:: WHAT IS EXPECTED ::
What lines in the records include the string "struct"? Return each one.

-- TASK DATA follows --

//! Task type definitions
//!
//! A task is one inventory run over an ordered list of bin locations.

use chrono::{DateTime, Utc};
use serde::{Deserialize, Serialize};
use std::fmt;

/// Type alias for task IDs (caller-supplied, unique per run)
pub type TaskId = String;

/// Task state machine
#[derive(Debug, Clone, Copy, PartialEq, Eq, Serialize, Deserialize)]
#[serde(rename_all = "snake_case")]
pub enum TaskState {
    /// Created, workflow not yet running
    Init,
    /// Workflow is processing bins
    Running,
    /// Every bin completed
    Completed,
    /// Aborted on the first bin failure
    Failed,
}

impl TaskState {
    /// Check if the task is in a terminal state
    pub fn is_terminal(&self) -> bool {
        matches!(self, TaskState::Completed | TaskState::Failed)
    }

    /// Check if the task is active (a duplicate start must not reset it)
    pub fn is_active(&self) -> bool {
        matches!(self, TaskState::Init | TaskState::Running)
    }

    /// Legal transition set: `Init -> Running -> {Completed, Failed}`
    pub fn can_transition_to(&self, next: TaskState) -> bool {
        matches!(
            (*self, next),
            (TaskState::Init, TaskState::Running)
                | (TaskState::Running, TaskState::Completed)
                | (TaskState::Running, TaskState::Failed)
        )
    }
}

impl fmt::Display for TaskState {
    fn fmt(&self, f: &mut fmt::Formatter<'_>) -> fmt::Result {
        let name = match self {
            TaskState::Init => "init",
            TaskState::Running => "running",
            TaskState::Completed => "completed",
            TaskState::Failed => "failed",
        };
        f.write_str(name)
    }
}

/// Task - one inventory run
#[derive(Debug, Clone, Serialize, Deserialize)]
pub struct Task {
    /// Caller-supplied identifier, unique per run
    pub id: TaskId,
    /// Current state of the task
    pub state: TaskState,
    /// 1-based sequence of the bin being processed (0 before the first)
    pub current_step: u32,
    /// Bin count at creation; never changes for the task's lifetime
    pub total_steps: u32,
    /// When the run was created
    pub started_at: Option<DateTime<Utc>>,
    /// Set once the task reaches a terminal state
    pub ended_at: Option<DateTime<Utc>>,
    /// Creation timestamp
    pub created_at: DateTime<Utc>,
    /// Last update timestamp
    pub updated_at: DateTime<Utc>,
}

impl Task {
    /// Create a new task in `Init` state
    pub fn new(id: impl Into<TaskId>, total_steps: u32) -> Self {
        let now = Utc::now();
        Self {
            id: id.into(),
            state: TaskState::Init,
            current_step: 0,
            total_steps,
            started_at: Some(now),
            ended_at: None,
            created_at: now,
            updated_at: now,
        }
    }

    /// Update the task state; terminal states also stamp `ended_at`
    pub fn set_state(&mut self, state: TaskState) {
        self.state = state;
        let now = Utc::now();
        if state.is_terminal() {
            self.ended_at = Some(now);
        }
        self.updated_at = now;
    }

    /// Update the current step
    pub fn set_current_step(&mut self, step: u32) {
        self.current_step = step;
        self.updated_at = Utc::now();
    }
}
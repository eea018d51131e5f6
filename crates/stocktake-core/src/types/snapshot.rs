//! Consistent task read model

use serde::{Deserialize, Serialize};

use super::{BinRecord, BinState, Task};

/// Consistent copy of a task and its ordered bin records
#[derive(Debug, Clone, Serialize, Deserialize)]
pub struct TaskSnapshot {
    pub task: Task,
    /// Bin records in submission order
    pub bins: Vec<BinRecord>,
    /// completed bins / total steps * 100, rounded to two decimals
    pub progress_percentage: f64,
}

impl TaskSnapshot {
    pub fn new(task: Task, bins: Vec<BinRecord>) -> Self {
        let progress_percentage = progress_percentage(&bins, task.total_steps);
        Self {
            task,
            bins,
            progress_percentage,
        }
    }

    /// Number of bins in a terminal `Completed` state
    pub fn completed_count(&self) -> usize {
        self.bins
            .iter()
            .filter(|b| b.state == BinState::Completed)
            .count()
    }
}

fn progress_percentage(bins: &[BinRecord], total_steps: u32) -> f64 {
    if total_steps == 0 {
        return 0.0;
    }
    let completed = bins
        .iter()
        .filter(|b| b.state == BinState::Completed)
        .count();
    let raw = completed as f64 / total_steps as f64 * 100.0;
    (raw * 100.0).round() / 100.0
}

-- TASK DATA concluded --

:: RESPONSE AREA ::
pub struct Task {
pub struct TaskSnapshot {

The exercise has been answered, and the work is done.